> Work request:
Once every line below with "Deserialize" has been counted, state the total and nothing else.

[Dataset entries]
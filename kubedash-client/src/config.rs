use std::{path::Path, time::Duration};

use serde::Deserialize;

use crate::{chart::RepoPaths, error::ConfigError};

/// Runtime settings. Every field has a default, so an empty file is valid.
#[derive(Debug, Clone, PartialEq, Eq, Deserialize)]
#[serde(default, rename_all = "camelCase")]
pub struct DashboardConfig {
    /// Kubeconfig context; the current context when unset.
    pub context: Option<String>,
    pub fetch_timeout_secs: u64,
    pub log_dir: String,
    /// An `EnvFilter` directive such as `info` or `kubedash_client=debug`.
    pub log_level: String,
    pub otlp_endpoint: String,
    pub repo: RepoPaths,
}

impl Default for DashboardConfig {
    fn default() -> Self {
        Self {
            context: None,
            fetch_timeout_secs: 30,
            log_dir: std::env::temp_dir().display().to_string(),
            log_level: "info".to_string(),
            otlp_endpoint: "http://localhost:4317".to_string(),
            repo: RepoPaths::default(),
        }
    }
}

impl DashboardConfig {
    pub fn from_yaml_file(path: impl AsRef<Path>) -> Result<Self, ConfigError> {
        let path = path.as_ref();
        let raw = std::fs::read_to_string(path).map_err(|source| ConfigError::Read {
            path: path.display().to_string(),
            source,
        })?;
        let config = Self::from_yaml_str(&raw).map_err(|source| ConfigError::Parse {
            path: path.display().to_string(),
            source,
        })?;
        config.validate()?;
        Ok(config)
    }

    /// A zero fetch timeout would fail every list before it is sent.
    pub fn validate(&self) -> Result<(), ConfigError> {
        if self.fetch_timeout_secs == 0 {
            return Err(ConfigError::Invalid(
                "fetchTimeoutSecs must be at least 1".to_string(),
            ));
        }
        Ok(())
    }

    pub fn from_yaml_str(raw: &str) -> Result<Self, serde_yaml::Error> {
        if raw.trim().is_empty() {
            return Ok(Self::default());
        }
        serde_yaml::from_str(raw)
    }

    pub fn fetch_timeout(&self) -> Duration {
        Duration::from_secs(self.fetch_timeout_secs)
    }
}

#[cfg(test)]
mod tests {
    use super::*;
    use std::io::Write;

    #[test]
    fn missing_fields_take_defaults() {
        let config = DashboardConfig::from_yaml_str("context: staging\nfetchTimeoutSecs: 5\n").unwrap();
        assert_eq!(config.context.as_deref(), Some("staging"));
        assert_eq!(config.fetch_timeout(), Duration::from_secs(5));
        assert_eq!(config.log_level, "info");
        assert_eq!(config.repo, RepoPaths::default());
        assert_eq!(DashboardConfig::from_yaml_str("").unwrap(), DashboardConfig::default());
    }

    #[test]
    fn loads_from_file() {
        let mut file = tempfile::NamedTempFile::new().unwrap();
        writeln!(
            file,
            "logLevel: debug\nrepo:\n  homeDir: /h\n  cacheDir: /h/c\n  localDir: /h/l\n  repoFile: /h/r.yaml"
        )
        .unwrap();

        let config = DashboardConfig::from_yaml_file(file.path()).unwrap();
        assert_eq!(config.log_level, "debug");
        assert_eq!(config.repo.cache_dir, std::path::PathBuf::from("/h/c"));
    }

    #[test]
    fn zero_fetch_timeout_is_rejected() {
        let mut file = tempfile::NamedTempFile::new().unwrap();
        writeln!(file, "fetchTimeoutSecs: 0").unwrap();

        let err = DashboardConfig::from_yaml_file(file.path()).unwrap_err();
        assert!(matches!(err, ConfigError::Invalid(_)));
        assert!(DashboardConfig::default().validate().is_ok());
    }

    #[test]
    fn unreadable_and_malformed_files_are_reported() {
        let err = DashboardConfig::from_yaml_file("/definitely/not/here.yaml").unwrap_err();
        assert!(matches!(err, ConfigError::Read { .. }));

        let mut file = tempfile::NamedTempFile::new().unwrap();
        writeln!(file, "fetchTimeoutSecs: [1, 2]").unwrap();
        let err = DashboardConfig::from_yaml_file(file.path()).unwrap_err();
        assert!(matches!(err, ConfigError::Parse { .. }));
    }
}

* * *

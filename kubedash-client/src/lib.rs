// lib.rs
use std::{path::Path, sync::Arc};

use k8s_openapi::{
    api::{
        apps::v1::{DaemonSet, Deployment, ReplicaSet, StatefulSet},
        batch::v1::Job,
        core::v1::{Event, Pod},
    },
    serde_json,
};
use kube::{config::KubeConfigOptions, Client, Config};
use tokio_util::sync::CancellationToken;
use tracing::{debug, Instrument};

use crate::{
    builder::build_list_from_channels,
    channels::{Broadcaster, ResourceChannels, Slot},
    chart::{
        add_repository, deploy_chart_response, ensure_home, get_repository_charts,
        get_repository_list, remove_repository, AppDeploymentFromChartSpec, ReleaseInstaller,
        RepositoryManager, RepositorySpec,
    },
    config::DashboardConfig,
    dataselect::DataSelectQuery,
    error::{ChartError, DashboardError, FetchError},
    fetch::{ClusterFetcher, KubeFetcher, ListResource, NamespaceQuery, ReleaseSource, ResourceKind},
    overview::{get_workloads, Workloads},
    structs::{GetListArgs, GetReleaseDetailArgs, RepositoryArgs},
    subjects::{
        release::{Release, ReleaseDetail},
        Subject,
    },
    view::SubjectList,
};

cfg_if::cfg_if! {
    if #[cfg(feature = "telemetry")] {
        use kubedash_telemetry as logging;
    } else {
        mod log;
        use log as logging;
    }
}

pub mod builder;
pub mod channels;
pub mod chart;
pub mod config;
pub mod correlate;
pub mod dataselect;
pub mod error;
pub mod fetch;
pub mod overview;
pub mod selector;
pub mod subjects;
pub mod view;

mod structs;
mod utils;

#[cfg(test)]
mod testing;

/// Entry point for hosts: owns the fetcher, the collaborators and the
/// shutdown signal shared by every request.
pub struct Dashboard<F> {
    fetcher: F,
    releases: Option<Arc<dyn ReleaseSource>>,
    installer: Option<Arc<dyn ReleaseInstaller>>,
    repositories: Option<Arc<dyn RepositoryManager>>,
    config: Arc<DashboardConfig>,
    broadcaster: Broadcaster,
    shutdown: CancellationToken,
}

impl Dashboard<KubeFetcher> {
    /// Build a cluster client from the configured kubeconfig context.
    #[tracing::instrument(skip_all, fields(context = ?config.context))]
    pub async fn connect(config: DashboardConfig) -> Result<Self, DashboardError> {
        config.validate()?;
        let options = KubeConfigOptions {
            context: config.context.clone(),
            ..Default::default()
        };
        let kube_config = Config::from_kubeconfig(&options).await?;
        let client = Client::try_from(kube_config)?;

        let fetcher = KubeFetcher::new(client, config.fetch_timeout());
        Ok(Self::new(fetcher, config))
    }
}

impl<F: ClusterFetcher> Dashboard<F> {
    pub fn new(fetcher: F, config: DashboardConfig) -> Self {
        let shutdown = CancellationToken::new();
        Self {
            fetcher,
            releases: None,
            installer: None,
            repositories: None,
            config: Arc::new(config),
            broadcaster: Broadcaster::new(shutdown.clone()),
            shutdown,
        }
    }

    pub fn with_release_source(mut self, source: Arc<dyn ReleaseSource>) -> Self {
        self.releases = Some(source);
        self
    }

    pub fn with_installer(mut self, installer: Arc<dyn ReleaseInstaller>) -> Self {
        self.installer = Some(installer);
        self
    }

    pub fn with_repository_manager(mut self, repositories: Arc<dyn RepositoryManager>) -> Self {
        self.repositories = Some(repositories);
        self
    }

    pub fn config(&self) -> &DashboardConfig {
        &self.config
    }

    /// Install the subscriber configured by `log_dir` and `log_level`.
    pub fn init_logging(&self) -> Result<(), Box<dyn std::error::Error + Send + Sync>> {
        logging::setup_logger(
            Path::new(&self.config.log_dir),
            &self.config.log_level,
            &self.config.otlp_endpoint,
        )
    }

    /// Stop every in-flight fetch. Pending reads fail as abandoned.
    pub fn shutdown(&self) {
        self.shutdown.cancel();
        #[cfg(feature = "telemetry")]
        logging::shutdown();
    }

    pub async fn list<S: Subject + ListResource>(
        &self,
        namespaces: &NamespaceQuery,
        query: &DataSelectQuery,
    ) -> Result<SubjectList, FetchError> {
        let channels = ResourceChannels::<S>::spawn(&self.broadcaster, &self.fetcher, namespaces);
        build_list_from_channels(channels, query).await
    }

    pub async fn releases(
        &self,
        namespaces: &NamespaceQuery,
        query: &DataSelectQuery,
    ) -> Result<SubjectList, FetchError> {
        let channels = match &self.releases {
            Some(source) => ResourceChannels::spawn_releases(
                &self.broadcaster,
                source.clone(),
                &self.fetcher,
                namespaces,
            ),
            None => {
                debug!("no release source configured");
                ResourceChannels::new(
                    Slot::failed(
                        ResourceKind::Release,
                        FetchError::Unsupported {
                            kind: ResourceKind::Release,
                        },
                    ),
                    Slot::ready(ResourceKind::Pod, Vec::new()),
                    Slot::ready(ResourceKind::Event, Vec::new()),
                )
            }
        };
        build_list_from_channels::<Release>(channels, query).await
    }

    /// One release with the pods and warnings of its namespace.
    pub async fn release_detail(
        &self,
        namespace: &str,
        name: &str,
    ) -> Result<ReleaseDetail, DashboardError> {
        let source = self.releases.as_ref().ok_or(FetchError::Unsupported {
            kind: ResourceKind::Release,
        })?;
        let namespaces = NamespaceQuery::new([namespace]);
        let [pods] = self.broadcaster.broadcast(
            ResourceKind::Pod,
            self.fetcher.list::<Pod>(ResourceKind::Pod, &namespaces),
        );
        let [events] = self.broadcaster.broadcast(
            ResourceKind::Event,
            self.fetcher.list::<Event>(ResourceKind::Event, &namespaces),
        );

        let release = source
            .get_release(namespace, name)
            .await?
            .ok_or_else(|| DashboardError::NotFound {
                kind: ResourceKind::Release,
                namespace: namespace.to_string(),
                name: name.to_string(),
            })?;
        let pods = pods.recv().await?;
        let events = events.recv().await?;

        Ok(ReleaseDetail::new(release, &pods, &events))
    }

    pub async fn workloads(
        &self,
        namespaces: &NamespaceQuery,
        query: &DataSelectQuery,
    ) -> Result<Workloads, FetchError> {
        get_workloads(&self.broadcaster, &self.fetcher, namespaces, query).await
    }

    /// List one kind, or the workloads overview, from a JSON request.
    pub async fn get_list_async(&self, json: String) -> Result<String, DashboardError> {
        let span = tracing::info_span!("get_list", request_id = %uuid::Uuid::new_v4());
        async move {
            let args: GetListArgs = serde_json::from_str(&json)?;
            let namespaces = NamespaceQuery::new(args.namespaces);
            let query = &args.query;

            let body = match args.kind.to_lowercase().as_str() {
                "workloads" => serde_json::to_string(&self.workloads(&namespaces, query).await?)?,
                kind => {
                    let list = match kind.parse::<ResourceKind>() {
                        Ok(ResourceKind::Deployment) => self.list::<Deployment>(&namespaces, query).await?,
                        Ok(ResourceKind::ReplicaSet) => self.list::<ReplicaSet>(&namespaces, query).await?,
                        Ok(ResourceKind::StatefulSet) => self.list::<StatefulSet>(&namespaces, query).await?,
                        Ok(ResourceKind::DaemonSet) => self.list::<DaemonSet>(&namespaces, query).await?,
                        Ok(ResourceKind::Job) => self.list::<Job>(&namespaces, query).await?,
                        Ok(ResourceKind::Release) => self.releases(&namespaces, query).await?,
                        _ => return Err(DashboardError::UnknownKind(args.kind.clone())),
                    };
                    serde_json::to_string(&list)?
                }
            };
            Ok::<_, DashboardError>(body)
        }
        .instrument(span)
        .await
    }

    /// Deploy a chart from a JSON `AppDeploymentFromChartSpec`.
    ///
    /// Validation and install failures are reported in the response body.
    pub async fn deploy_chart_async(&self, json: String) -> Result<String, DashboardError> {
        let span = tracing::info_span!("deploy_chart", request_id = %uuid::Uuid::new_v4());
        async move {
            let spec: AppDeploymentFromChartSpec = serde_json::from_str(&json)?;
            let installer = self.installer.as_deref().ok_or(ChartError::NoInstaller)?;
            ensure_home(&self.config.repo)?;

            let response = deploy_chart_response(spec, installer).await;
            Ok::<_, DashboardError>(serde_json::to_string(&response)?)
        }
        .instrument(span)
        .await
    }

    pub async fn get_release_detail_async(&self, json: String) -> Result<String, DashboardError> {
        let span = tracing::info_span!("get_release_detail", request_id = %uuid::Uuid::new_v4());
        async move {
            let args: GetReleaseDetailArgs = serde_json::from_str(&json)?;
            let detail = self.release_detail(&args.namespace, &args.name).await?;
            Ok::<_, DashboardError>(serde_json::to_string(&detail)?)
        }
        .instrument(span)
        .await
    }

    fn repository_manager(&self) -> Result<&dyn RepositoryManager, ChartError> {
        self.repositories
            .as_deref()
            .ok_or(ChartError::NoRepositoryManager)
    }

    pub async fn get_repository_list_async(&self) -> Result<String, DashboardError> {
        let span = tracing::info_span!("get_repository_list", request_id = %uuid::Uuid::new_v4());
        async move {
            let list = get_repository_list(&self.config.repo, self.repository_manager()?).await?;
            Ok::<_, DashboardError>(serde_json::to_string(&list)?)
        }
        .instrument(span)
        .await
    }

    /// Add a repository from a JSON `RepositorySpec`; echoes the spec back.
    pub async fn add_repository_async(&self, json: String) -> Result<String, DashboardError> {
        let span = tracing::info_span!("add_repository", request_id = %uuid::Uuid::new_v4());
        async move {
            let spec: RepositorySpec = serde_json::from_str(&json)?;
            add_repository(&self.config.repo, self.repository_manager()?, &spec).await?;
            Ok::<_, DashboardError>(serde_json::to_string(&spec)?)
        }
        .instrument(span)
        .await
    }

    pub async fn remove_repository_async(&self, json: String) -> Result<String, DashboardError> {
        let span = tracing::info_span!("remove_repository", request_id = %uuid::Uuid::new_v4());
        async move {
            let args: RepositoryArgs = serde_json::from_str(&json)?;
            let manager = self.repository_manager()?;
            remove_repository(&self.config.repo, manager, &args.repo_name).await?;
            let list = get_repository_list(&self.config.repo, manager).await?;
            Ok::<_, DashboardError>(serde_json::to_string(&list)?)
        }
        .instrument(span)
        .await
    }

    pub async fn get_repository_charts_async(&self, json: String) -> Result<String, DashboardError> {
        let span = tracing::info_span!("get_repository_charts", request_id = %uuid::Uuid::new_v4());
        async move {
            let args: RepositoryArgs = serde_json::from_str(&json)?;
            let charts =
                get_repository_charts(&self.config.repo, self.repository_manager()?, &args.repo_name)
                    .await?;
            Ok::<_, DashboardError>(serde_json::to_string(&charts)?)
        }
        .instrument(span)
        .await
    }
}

> The answer:
2